Exercise instructions: Work out how many lines below contain the word "StoreProof". Only the number is wanted.
== Supplied information
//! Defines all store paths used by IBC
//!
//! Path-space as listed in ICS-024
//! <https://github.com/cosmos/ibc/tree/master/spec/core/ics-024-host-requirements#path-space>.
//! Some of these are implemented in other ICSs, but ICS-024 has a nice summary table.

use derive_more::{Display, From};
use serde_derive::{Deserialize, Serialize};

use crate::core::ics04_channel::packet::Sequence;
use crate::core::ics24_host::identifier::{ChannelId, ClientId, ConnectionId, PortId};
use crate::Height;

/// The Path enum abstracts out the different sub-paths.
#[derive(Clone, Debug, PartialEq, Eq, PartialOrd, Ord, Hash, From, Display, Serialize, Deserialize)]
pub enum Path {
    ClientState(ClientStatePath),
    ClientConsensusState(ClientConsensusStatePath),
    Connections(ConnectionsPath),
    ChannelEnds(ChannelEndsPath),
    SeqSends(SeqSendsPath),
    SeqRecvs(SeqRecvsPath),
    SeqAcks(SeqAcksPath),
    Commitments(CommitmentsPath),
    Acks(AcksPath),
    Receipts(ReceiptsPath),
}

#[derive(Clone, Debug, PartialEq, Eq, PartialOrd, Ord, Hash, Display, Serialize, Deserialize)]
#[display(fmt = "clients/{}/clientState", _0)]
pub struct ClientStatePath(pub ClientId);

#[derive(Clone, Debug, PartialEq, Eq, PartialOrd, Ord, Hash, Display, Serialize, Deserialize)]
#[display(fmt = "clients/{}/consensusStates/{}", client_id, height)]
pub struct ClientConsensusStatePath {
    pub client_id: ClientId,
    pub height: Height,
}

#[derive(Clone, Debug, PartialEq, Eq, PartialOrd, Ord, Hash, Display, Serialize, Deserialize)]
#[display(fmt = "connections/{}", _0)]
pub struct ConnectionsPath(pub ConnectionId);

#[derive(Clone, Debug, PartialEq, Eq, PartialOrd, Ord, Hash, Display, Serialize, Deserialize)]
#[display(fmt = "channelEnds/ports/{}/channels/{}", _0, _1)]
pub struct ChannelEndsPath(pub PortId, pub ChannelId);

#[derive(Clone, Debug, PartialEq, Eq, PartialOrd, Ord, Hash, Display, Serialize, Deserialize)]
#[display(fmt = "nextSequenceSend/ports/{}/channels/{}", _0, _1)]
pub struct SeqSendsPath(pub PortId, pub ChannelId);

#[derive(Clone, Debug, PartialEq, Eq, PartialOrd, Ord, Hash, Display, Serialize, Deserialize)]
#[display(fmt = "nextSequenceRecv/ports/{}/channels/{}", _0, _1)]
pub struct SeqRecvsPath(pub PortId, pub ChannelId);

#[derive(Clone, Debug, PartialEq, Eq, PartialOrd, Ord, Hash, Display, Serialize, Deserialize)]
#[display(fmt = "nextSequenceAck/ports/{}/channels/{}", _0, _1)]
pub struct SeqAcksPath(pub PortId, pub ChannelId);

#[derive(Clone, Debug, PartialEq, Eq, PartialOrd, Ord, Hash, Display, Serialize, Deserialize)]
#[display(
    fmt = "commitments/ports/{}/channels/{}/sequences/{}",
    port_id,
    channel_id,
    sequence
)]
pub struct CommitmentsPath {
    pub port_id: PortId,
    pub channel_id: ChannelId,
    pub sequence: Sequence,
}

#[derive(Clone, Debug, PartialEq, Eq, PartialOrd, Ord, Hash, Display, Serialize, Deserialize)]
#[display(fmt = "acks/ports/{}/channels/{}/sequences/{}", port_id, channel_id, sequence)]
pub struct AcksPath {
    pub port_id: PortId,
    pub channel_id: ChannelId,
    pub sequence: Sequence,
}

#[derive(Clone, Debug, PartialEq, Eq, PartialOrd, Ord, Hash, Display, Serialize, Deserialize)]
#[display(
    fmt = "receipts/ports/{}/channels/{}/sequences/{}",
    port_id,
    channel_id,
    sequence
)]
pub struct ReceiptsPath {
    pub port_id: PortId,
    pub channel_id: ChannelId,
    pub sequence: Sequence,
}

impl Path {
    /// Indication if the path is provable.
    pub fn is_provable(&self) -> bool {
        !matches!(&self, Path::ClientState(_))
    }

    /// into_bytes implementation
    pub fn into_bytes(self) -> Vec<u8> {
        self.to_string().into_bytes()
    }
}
====
== Supplied information
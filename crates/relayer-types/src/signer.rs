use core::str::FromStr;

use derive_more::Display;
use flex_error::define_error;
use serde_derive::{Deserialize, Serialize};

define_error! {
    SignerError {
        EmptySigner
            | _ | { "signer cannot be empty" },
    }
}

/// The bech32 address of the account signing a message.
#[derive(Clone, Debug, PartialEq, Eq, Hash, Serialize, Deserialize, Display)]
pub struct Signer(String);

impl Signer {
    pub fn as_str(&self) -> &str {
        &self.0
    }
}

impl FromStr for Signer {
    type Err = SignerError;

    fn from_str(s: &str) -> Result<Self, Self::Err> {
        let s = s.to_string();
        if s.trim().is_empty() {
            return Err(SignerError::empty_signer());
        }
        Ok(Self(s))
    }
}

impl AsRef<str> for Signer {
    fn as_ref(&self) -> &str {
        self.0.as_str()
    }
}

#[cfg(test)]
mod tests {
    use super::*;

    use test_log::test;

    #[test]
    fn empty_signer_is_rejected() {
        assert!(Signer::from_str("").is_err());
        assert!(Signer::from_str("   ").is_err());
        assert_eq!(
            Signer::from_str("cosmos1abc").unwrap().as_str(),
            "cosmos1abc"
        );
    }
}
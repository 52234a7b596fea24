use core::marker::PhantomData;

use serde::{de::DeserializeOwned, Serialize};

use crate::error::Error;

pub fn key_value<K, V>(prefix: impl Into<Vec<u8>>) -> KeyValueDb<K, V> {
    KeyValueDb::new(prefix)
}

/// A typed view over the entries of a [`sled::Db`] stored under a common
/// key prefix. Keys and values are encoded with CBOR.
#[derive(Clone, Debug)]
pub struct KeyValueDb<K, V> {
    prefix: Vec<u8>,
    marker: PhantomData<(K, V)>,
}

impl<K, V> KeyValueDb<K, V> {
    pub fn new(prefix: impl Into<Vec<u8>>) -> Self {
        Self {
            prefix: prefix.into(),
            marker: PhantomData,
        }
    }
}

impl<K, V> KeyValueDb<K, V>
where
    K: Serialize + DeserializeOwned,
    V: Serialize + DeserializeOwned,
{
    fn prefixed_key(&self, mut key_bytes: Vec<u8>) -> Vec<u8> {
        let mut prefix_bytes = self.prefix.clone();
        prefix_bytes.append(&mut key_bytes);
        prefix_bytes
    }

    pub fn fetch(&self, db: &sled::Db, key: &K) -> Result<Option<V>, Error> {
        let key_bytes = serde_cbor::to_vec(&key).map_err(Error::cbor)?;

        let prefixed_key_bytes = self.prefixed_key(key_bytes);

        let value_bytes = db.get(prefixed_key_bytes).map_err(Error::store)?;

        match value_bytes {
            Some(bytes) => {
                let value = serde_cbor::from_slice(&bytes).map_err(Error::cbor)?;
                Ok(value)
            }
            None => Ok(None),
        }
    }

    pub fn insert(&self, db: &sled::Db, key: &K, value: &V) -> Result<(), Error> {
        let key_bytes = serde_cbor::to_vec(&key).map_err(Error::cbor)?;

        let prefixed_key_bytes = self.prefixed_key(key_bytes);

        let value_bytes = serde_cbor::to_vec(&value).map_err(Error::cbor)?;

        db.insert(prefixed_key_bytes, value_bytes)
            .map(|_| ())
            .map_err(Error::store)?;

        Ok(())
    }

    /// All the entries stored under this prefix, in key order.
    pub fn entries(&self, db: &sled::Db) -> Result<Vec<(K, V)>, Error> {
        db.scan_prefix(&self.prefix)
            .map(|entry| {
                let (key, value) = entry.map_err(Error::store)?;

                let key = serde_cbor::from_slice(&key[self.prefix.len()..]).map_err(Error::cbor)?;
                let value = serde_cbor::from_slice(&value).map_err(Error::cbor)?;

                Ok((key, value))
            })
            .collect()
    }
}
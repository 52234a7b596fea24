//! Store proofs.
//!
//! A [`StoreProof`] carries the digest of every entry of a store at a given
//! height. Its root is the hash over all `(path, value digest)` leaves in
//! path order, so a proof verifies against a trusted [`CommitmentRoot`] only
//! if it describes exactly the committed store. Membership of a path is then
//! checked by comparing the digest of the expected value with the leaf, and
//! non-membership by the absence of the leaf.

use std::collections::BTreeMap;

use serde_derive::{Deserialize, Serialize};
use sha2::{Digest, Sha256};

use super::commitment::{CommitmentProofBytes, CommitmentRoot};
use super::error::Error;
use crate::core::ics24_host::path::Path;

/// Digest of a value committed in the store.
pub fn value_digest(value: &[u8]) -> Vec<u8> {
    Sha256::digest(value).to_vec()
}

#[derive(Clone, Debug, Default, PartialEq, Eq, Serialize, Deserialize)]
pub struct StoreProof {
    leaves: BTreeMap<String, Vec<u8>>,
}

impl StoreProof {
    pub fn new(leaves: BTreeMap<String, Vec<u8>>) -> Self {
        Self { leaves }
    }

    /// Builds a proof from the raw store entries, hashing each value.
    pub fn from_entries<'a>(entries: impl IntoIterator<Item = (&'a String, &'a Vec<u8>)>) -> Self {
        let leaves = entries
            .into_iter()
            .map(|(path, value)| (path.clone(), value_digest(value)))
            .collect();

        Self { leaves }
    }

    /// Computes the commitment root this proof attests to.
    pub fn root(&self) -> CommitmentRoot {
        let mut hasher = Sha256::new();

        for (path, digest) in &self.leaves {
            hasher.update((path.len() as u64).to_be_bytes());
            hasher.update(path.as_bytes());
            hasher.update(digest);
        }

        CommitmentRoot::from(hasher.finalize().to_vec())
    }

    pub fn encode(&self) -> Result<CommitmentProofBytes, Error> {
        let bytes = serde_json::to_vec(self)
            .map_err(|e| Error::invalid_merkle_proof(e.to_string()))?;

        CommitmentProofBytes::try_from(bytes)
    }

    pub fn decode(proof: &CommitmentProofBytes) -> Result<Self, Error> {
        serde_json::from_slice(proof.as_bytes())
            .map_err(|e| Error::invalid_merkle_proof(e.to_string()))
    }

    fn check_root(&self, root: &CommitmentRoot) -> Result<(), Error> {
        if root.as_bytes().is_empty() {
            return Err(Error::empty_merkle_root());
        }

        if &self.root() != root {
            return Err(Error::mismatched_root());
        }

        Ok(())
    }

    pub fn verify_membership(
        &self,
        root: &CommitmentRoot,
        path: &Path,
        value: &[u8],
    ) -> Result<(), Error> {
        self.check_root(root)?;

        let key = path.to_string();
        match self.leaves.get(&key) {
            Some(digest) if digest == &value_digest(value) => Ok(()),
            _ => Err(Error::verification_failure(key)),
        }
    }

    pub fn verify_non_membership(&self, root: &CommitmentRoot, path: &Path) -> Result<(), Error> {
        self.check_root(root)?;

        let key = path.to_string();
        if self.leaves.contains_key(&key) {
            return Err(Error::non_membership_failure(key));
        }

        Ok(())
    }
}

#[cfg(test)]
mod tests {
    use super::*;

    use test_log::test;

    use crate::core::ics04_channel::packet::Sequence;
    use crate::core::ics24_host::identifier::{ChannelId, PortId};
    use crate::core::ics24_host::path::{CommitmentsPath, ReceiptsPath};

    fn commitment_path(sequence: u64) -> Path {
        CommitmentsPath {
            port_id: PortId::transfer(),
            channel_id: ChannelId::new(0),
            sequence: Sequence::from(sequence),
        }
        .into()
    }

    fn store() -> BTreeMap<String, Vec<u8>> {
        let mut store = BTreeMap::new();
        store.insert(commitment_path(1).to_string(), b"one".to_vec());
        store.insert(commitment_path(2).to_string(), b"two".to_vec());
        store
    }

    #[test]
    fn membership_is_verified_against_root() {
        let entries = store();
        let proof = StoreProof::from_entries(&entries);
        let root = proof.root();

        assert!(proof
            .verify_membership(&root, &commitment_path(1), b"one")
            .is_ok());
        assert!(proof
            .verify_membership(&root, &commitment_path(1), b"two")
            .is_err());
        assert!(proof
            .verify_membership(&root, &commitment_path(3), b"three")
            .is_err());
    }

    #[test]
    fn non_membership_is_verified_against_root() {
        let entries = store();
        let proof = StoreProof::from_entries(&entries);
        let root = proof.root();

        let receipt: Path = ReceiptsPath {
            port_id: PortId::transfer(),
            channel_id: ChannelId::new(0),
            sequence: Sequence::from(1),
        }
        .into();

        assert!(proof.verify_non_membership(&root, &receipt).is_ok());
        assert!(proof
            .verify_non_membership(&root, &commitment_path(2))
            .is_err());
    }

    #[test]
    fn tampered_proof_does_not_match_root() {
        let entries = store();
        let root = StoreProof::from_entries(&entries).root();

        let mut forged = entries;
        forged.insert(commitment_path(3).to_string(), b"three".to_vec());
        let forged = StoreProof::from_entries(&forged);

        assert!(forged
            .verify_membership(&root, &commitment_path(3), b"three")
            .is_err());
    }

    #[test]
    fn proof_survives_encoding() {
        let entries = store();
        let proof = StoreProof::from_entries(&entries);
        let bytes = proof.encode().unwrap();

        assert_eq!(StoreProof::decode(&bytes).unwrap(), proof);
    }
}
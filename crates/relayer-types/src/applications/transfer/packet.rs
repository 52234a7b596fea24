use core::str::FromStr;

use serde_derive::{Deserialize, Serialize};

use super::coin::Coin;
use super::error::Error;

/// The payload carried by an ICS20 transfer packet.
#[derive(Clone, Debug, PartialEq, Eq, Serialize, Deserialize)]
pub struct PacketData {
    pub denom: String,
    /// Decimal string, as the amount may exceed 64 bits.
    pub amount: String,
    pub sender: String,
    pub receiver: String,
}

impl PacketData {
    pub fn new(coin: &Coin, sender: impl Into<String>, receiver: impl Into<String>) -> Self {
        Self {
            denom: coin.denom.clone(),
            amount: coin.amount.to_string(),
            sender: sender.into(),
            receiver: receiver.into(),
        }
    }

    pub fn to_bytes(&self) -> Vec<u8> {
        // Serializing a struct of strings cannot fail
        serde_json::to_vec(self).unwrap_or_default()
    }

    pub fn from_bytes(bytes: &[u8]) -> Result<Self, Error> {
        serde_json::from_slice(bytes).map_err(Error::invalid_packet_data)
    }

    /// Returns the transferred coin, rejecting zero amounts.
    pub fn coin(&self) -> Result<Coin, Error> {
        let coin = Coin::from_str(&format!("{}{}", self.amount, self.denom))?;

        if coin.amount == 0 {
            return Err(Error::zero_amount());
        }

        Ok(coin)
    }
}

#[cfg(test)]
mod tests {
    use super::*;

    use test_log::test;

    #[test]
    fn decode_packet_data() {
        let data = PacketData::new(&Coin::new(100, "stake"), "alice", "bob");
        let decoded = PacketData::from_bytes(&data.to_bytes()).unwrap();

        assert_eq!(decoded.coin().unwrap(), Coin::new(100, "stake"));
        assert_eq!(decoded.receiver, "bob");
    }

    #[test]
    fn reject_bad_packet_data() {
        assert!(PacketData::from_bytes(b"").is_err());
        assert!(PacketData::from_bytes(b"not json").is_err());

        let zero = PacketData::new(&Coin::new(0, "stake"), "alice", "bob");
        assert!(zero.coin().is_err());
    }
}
====
Solved problem: 9